During IIT alumni reunions — especially after the third
whiskey — the truth leaks out like a memory dump.
“Bloody Sundar Pichais and Bansals have ruined my life,”
says Amit Sharma (name changed), while angrily smashing his glass on the table.
“Every time an IITian makes it big, someone drops the link in our family group
with ‘proud moment!’ I swear it’s a targeted attack.”
Then there are the uncles and aunties — those relentless KPI
auditors of desi society.
“‘So when are you becoming a CEO, beta?’ I’ve heard it so
often, it echoes when I brush my teeth,” says Gaurav Singh (name changed), who
quit drinking after calculating that redirecting whiskey money into index funds
could make him a multimillionaire by the time he’s 90.”
But Gaurav has found a workaround.
“I registered a company called Nothing AI Ltd. It does
absolutely nothing. But legally, I’m the CEO. I pay ₹40,000 a year to a CA just
to maintain the paperwork. Now I show up at weddings and cremations with much more
confidence.”
IIT Steps In
The issue has now reached the IIT administrations, who are
launching free mental health support for “alumni under social pressure.”

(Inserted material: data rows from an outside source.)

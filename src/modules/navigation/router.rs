use axum::{Router, routing::get};

use crate::modules::navigation::controller::{get_menu, resolve_route};
use crate::state::AppState;

pub fn init_navigation_router() -> Router<AppState> {
    Router::new()
        .route("/menu", get(get_menu))
        .route("/resolve", get(resolve_route))
}
//! Scholarship programs and applications.

use chrono::{DateTime, NaiveDate, Utc};
use mesrs_core::PaginationParams;
use mesrs_core::serde::{deserialize_optional_bool, deserialize_optional_uuid};
use serde::{Deserialize, Serialize};
use sqlx::FromRow;
use utoipa::{IntoParams, ToSchema};
use uuid::Uuid;
use validator::{Validate, ValidationError};

#[derive(Debug, Clone, Copy, PartialEq, Eq, Hash, Serialize, Deserialize, ToSchema, sqlx::Type)]
#[sqlx(type_name = "scholarship_type", rename_all = "lowercase")]
#[serde(rename_all = "lowercase")]
pub enum ScholarshipType {
    Excellence,
    Social,
    Research,
}

impl ScholarshipType {
    pub fn as_str(self) -> &'static str {
        match self {
            ScholarshipType::Excellence => "excellence",
            ScholarshipType::Social => "social",
            ScholarshipType::Research => "research",
        }
    }
}

#[derive(Debug, Clone, Copy, PartialEq, Eq, Hash, Serialize, Deserialize, ToSchema, sqlx::Type)]
#[sqlx(type_name = "application_status", rename_all = "lowercase")]
#[serde(rename_all = "lowercase")]
pub enum ApplicationStatus {
    Pending,
    Approved,
    Rejected,
}

impl ApplicationStatus {
    pub fn as_str(self) -> &'static str {
        match self {
            ApplicationStatus::Pending => "pending",
            ApplicationStatus::Approved => "approved",
            ApplicationStatus::Rejected => "rejected",
        }
    }

    /// Only pending applications can be decided; decisions are final.
    pub fn can_transition_to(self, next: ApplicationStatus) -> bool {
        self == ApplicationStatus::Pending && next != ApplicationStatus::Pending
    }
}

#[derive(Debug, Clone, Serialize, Deserialize, FromRow, ToSchema)]
pub struct Scholarship {
    pub id: Uuid,
    pub name: String,
    #[sqlx(rename = "type")]
    #[serde(rename = "type")]
    pub scholarship_type: ScholarshipType,
    pub amount: f64,
    pub duration_months: i32,
    pub max_recipients: Option<i32>,
    pub deadline: Option<NaiveDate>,
    pub criteria: Option<String>,
    pub academic_year_id: Option<Uuid>,
    pub is_active: bool,
    pub created_at: DateTime<Utc>,
    pub updated_at: DateTime<Utc>,
}

#[derive(Debug, Clone, Deserialize, Validate, ToSchema)]
pub struct CreateScholarshipDto {
    #[validate(length(min = 1, max = 200))]
    pub name: String,
    #[serde(rename = "type")]
    pub scholarship_type: ScholarshipType,
    #[validate(range(min = 0.0))]
    pub amount: f64,
    #[validate(range(min = 1, max = 120))]
    pub duration_months: Option<i32>,
    #[validate(range(min = 1))]
    pub max_recipients: Option<i32>,
    pub deadline: Option<NaiveDate>,
    pub criteria: Option<String>,
    pub academic_year_id: Option<Uuid>,
}

#[derive(Debug, Clone, Default, Deserialize, Validate, ToSchema)]
pub struct UpdateScholarshipDto {
    #[validate(length(min = 1, max = 200))]
    pub name: Option<String>,
    #[serde(rename = "type")]
    pub scholarship_type: Option<ScholarshipType>,
    #[validate(range(min = 0.0))]
    pub amount: Option<f64>,
    #[validate(range(min = 1, max = 120))]
    pub duration_months: Option<i32>,
    #[validate(range(min = 1))]
    pub max_recipients: Option<i32>,
    pub deadline: Option<NaiveDate>,
    pub criteria: Option<String>,
    pub academic_year_id: Option<Uuid>,
    pub is_active: Option<bool>,
}

#[derive(Debug, Deserialize, ToSchema, IntoParams)]
#[into_params(parameter_in = Query)]
pub struct ScholarshipFilterParams {
    #[serde(rename = "type")]
    pub scholarship_type: Option<ScholarshipType>,
    #[serde(default, deserialize_with = "deserialize_optional_bool")]
    pub is_active: Option<bool>,
    #[serde(default, deserialize_with = "deserialize_optional_uuid")]
    pub academic_year_id: Option<Uuid>,
    #[serde(flatten)]
    pub pagination: PaginationParams,
}

#[derive(Debug, Clone, Serialize, Deserialize, FromRow, ToSchema)]
pub struct ScholarshipApplication {
    pub id: Uuid,
    pub scholarship_id: Uuid,
    pub scholarship_name: String,
    pub student_id: Uuid,
    pub student_number: String,
    pub student_name: String,
    pub status: ApplicationStatus,
    pub score: Option<f64>,
    pub motivation_letter: Option<String>,
    pub decision_by: Option<Uuid>,
    pub decision_date: Option<DateTime<Utc>>,
    pub comments: Option<String>,
    pub created_at: DateTime<Utc>,
    pub updated_at: DateTime<Utc>,
}

/// Students apply for themselves; staff may file on behalf of a student.
#[derive(Debug, Clone, Deserialize, Validate, ToSchema)]
pub struct CreateApplicationDto {
    pub scholarship_id: Uuid,
    /// Required when filed by staff; ignored for students
    pub student_id: Option<Uuid>,
    #[validate(length(max = 5000))]
    pub motivation_letter: Option<String>,
}

#[derive(Debug, Clone, Deserialize, Validate, ToSchema)]
pub struct ApplicationDecisionDto {
    #[validate(custom(function = "validate_decision"))]
    pub status: ApplicationStatus,
    #[validate(range(min = 0.0, max = 100.0))]
    pub score: Option<f64>,
    #[validate(length(max = 1000))]
    pub comments: Option<String>,
}

fn validate_decision(status: &ApplicationStatus) -> Result<(), ValidationError> {
    if *status == ApplicationStatus::Pending {
        return Err(ValidationError::new("decision_must_be_approved_or_rejected"));
    }
    Ok(())
}

#[derive(Debug, Deserialize, ToSchema, IntoParams)]
#[into_params(parameter_in = Query)]
pub struct ApplicationFilterParams {
    pub status: Option<ApplicationStatus>,
    #[serde(default, deserialize_with = "deserialize_optional_uuid")]
    pub scholarship_id: Option<Uuid>,
    #[serde(default, deserialize_with = "deserialize_optional_uuid")]
    pub student_id: Option<Uuid>,
    #[serde(flatten)]
    pub pagination: PaginationParams,
}

#[cfg(test)]
mod tests {
    use super::*;

    #[test]
    fn test_application_transitions() {
        use ApplicationStatus::*;
        assert!(Pending.can_transition_to(Approved));
        assert!(Pending.can_transition_to(Rejected));
        assert!(!Pending.can_transition_to(Pending));
        assert!(!Approved.can_transition_to(Rejected));
        assert!(!Rejected.can_transition_to(Approved));
    }

    #[test]
    fn test_decision_cannot_be_pending() {
        let dto = ApplicationDecisionDto {
            status: ApplicationStatus::Pending,
            score: None,
            comments: None,
        };
        assert!(dto.validate().is_err());

        let dto = ApplicationDecisionDto {
            status: ApplicationStatus::Approved,
            score: Some(88.0),
            comments: None,
        };
        assert!(dto.validate().is_ok());
    }

    #[test]
    fn test_scholarship_type_field_name() {
        let dto: CreateScholarshipDto = serde_json::from_str(
            r#"{"name": "Bourse d'excellence", "type": "excellence", "amount": 15000}"#,
        )
        .unwrap();
        assert_eq!(dto.scholarship_type, ScholarshipType::Excellence);
    }
}
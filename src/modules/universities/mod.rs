pub mod controller;
pub mod model;
pub mod router;
pub mod service;

pub use model::*;
pub use router::init_universities_router;
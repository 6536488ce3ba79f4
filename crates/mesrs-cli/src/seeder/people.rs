//! Profiles and the teacher and student records attached to them.

use chrono::{Duration, NaiveDate};
use fake::Fake;
use fake::faker::address::fr_fr::CityName;
use fake::faker::name::fr_fr::{FirstName, LastName};
use fake::faker::phone_number::fr_fr::PhoneNumber;
use mesrs_models::Role;
use mesrs_models::students::{next_sequence_number, student_number_prefix};
use mesrs_models::teachers::employee_number_prefix;
use rayon::prelude::*;
use sqlx::{PgPool, Postgres, Transaction};
use std::collections::HashMap;
use std::time::Instant;
use uuid::Uuid;

use super::batch::{Column, Row, insert_rows, text};
use super::models::{
    ProfileSeed, SeededFormation, SeededStudent, SeededTeacher, SeededUniversity,
};

const DEPARTMENTS: [&str; 6] = [
    "Sciences exactes",
    "Sciences humaines",
    "Sciences économiques",
    "Sciences juridiques",
    "Technologie",
    "Études islamiques",
];

const TITLES: [&str; 4] = [
    "Assistant",
    "Maître-assistant",
    "Maître de conférences",
    "Professeur",
];

const PROFILE_COLUMNS: [Column; 7] = [
    ("email", "text"),
    ("password_hash", "text"),
    ("first_name", "text"),
    ("last_name", "text"),
    ("role", "user_role"),
    ("phone", "text"),
    ("preferred_language", "ui_language"),
];

const TEACHER_COLUMNS: [Column; 8] = [
    ("employee_number", "text"),
    ("profile_id", "uuid"),
    ("university_id", "uuid"),
    ("department", "text"),
    ("specialization", "text"),
    ("title", "text"),
    ("hire_date", "date"),
    ("salary", "float8"),
];

const STUDENT_COLUMNS: [Column; 8] = [
    ("student_number", "text"),
    ("profile_id", "uuid"),
    ("university_id", "uuid"),
    ("formation_id", "uuid"),
    ("academic_year_id", "uuid"),
    ("level", "study_level"),
    ("gpa", "float8"),
    ("enrollment_date", "date"),
];

/// Lowercase ASCII letters only, so accented names still give valid addresses.
fn email_part(name: &str) -> String {
    name.chars()
        .filter(char::is_ascii_alphanumeric)
        .collect::<String>()
        .to_lowercase()
}

/// Generates profiles in parallel; every email carries a random tag.
pub fn generate_profiles(
    count: usize,
    role: Role,
    domain: &str,
    password_hash: &str,
) -> Vec<ProfileSeed> {
    (0..count)
        .into_par_iter()
        .map(|i| {
            let first_name: String = FirstName().fake();
            let last_name: String = LastName().fake();
            let tag = &Uuid::new_v4().simple().to_string()[..8];

            ProfileSeed {
                email: format!(
                    "{}.{}.{tag}@{domain}",
                    email_part(&first_name),
                    email_part(&last_name)
                ),
                first_name,
                last_name,
                password_hash: password_hash.to_string(),
                role,
                phone: PhoneNumber().fake(),
                preferred_language: if i % 3 == 0 { "ar" } else { "fr" },
            }
        })
        .collect()
}

async fn insert_profiles(
    tx: &mut Transaction<'_, Postgres>,
    profiles: &[ProfileSeed],
) -> Result<Vec<Uuid>, sqlx::Error> {
    let rows: Vec<Row> = profiles
        .iter()
        .map(|p| {
            vec![
                text(&p.email),
                text(&p.password_hash),
                text(&p.first_name),
                text(&p.last_name),
                text(p.role.as_str()),
                text(&p.phone),
                text(p.preferred_language),
            ]
        })
        .collect();

    insert_rows(tx, "profiles", &PROFILE_COLUMNS, &rows).await
}

/// Seeds ministry staff accounts.
pub async fn seed_staff(
    db: &PgPool,
    count: usize,
    password_hash: &str,
) -> Result<Vec<Uuid>, Box<dyn std::error::Error>> {
    let start_time = Instant::now();
    println!("🧑‍💼 Seeding {} staff accounts...", count);

    let profiles = generate_profiles(count, Role::Staff, "mesrs.gov.mr", password_hash);
    let mut tx = db.begin().await?;
    let ids = insert_profiles(&mut tx, &profiles).await?;
    tx.commit().await?;

    println!(
        "   ✓ Inserted {} staff accounts in {:?}",
        ids.len(),
        start_time.elapsed()
    );
    Ok(ids)
}

pub async fn seed_teachers(
    db: &PgPool,
    universities: &[SeededUniversity],
    per_university: usize,
    today: NaiveDate,
    password_hash: &str,
) -> Result<Vec<SeededTeacher>, Box<dyn std::error::Error>> {
    let start_time = Instant::now();
    println!(
        "👩‍🏫 Seeding {} teachers...",
        universities.len() * per_university
    );

    let mut tx = db.begin().await?;
    let mut seeded = Vec::with_capacity(universities.len() * per_university);

    for university in universities {
        let domain = format!("{}.mr", university.code.to_lowercase());
        let profiles =
            generate_profiles(per_university, Role::Teacher, &domain, password_hash);
        let profile_ids = insert_profiles(&mut tx, &profiles).await?;

        let rows: Vec<Row> = profile_ids
            .iter()
            .enumerate()
            .map(|(i, profile_id)| {
                let hire_date = today - Duration::days((30..7300).fake::<i64>());
                let number = format!(
                    "{}-{}-{:03}",
                    employee_number_prefix(hire_date),
                    university.code,
                    i + 1
                );
                let city: String = CityName().fake();
                vec![
                    text(number),
                    text(profile_id),
                    text(university.id),
                    text(DEPARTMENTS[i % DEPARTMENTS.len()]),
                    text(format!("Recherche appliquée, {city}")),
                    text(TITLES[(0..TITLES.len()).fake::<usize>()]),
                    text(hire_date),
                    text((45_000..140_000).fake::<i32>()),
                ]
            })
            .collect();

        let ids = insert_rows(&mut tx, "teachers", &TEACHER_COLUMNS, &rows).await?;
        seeded.extend(ids.into_iter().map(|id| SeededTeacher {
            id,
            university_id: university.id,
        }));
    }

    tx.commit().await?;
    println!(
        "   ✓ Inserted {} teachers in {:?}",
        seeded.len(),
        start_time.elapsed()
    );
    Ok(seeded)
}

/// Assigns `prefix`-scoped sequence numbers in order of appearance.
pub fn number_students(prefixes: &[String]) -> Vec<String> {
    let mut highest: HashMap<&str, String> = HashMap::new();
    prefixes
        .iter()
        .map(|prefix| {
            let number = next_sequence_number(prefix, highest.get(prefix.as_str()).map(String::as_str));
            highest.insert(prefix.as_str(), number.clone());
            number
        })
        .collect()
}

/// Seeds students with enrollment dates spread over the last year.
pub async fn seed_students(
    db: &PgPool,
    universities: &[SeededUniversity],
    formations: &[SeededFormation],
    per_formation: usize,
    academic_year_id: Uuid,
    today: NaiveDate,
    password_hash: &str,
) -> Result<Vec<SeededStudent>, Box<dyn std::error::Error>> {
    let start_time = Instant::now();
    println!(
        "🧑‍🎓 Seeding {} students...",
        formations.len() * per_formation
    );

    let codes: HashMap<Uuid, &str> = universities
        .iter()
        .map(|u| (u.id, u.code.as_str()))
        .collect();

    let mut slots = Vec::with_capacity(formations.len() * per_formation);
    for formation in formations {
        for _ in 0..per_formation {
            let enrollment_date = today - Duration::days((0..365).fake::<i64>());
            slots.push((formation, enrollment_date));
        }
    }

    let prefixes: Vec<String> = slots
        .iter()
        .map(|(formation, date)| {
            let code = codes.get(&formation.university_id).copied().unwrap_or("UNK");
            student_number_prefix(code, *date)
        })
        .collect();
    let numbers = number_students(&prefixes);

    let mut tx = db.begin().await?;
    let profiles = generate_profiles(slots.len(), Role::Student, "etu.mesrs.mr", password_hash);
    let profile_ids = insert_profiles(&mut tx, &profiles).await?;

    let rows: Vec<Row> = slots
        .iter()
        .zip(&numbers)
        .zip(&profile_ids)
        .map(|(((formation, date), number), profile_id)| {
            let gpa = ((6.0..18.0).fake::<f64>() * 100.0).round() / 100.0;
            vec![
                text(number),
                text(profile_id),
                text(formation.university_id),
                text(formation.id),
                text(academic_year_id),
                text(formation.level.as_str()),
                text(gpa),
                text(date),
            ]
        })
        .collect();

    let ids = insert_rows(&mut tx, "students", &STUDENT_COLUMNS, &rows).await?;
    tx.commit().await?;

    println!(
        "   ✓ Inserted {} students in {:?}",
        ids.len(),
        start_time.elapsed()
    );

    Ok(ids
        .into_iter()
        .zip(slots)
        .map(|(id, (formation, enrollment_date))| SeededStudent {
            id,
            formation_id: formation.id,
            enrollment_date,
        })
        .collect())
}

#[cfg(test)]
mod tests {
    use super::*;

    #[test]
    fn profiles_get_unique_ascii_emails() {
        let profiles = generate_profiles(50, Role::Student, "etu.mesrs.mr", "hash");
        assert_eq!(profiles.len(), 50);

        let mut emails: Vec<&str> = profiles.iter().map(|p| p.email.as_str()).collect();
        emails.sort_unstable();
        emails.dedup();
        assert_eq!(emails.len(), 50);
        assert!(profiles.iter().all(|p| p.email.is_ascii()));
        assert!(profiles.iter().all(|p| p.email.ends_with("@etu.mesrs.mr")));
        assert!(profiles.iter().all(|p| p.role == Role::Student));
    }

    #[test]
    fn accents_are_dropped_from_email_parts() {
        assert_eq!(email_part("Élodie-Marie"), "lodiemarie");
        assert_eq!(email_part("O'Neil"), "oneil");
    }

    #[test]
    fn student_numbers_count_up_per_prefix() {
        let prefixes = vec![
            "UNA2025".to_string(),
            "UNA2025".to_string(),
            "ESP2025".to_string(),
            "UNA2025".to_string(),
        ];
        assert_eq!(
            number_students(&prefixes),
            ["UNA20250001", "UNA20250002", "ESP20250001", "UNA20250003"]
        );
    }
}
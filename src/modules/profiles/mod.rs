pub mod controller;
pub mod model;
pub mod router;
pub mod service;

pub use model::*;
pub use router::init_profiles_router;
pub mod controller;
pub mod model;
pub mod router;
pub mod service;

pub use model::*;
pub use router::init_activities_router;
pub use service::{ActivityService, Actor};
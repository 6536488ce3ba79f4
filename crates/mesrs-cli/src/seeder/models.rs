//! Seed rows and the configuration that sizes a seeding run.

use chrono::NaiveDate;
use mesrs_models::Role;
use mesrs_models::formations::StudyLevel;
use uuid::Uuid;

/// Seed data for creating a university.
pub struct UniversitySeed {
    pub code: String,
    pub name: String,
    pub address: String,
    pub email: String,
    pub phone: String,
    pub website: String,
    pub rector_name: String,
    pub latitude: f64,
    pub longitude: f64,
}

pub struct AcademicYearSeed {
    pub name: String,
    pub start_date: NaiveDate,
    pub end_date: NaiveDate,
    pub is_current: bool,
}

pub struct FormationSeed {
    pub code: String,
    pub name: String,
    pub university_id: Uuid,
    pub level: StudyLevel,
    pub duration_years: i32,
    pub credits: i32,
    pub capacity: i32,
}

/// Seed data for a sign-in profile. Teachers and students get a second row
/// pointing back at it.
pub struct ProfileSeed {
    pub first_name: String,
    pub last_name: String,
    pub email: String,
    pub password_hash: String,
    pub role: Role,
    pub phone: String,
    pub preferred_language: &'static str,
}

#[derive(Debug, Clone)]
pub struct SeededUniversity {
    pub id: Uuid,
    pub code: String,
}

#[derive(Debug, Clone)]
pub struct SeededFormation {
    pub id: Uuid,
    pub code: String,
    pub university_id: Uuid,
    pub level: StudyLevel,
}

#[derive(Debug, Clone)]
pub struct SeededTeacher {
    pub id: Uuid,
    pub university_id: Uuid,
}

#[derive(Debug, Clone)]
pub struct SeededCourse {
    pub id: Uuid,
    pub formation_id: Uuid,
}

#[derive(Debug, Clone)]
pub struct SeededStudent {
    pub id: Uuid,
    pub formation_id: Uuid,
    pub enrollment_date: NaiveDate,
}

#[derive(Debug, Clone)]
pub struct SeededExam {
    pub id: Uuid,
    pub formation_id: Uuid,
    pub max_score: f64,
}

#[derive(Debug, Clone)]
pub struct SeededScholarship {
    pub id: Uuid,
    pub max_recipients: i32,
}

/// Complete configuration for database seeding.
#[derive(Debug, Clone)]
pub struct SeedConfig {
    pub num_universities: usize,
    pub formations_per_university: usize,
    pub courses_per_formation: usize,
    pub teachers_per_university: usize,
    pub students_per_formation: usize,
    pub staff: usize,
    pub scholarships: usize,
}

impl Default for SeedConfig {
    fn default() -> Self {
        Self {
            num_universities: 5,
            formations_per_university: 4,
            courses_per_formation: 4,
            teachers_per_university: 6,
            students_per_formation: 20,
            staff: 3,
            scholarships: 4,
        }
    }
}

impl SeedConfig {
    pub fn new(num_universities: usize) -> Self {
        Self {
            num_universities,
            ..Default::default()
        }
    }

    pub fn with_formations(mut self, per_university: usize, courses_per_formation: usize) -> Self {
        self.formations_per_university = per_university;
        self.courses_per_formation = courses_per_formation;
        self
    }

    pub fn with_teachers(mut self, per_university: usize) -> Self {
        self.teachers_per_university = per_university;
        self
    }

    pub fn with_students(mut self, per_formation: usize) -> Self {
        self.students_per_formation = per_formation;
        self
    }

    pub fn with_staff(mut self, staff: usize) -> Self {
        self.staff = staff;
        self
    }

    pub fn with_scholarships(mut self, scholarships: usize) -> Self {
        self.scholarships = scholarships;
        self
    }

    pub fn total_formations(&self) -> usize {
        self.num_universities * self.formations_per_university
    }

    pub fn total_students(&self) -> usize {
        self.total_formations() * self.students_per_formation
    }

    /// Every profile the run creates: staff, teachers and students.
    pub fn total_profiles(&self) -> usize {
        self.staff + self.num_universities * self.teachers_per_university + self.total_students()
    }
}

#[cfg(test)]
mod tests {
    use super::*;

    #[test]
    fn totals_follow_the_configuration() {
        let config = SeedConfig::new(2)
            .with_formations(3, 2)
            .with_teachers(4)
            .with_students(10)
            .with_staff(1);

        assert_eq!(config.total_formations(), 6);
        assert_eq!(config.total_students(), 60);
        assert_eq!(config.total_profiles(), 1 + 8 + 60);
    }
}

“We became aware of this trend through alumni meets —
especially the ones in Silicon Valley and Bangalore where passive-aggressive
success is served with cocktails,” said the director of one IIT.
“We don’t want a study to emerge titled ‘Statistically speaking, if you are
an IITian, you’re more likely to be depressed in your 40s than to become a CEO.”
Interestingly, the director himself admits to having a
relatively humble career, saying he “joined academia when the billionaire dream
died.”
“The best part is, as a professor, no one expects you to own
a yacht.”
Another IIT director revealed that some super-successful
alumni offered to fund the therapy program. The offer was declined.
“Even mentioning their names might worsen things,” he said.
“Imagine having a panic attack just because Narayana Murthy donated something
again.”
Meanwhile, a growing underground support group is
circulating Satya Nadella memes captioned:
“Not every IITian becomes a CEO and not all Indian CEOs are
IITians.”
A small comfort, but in today’s climate, every byte of hope counts.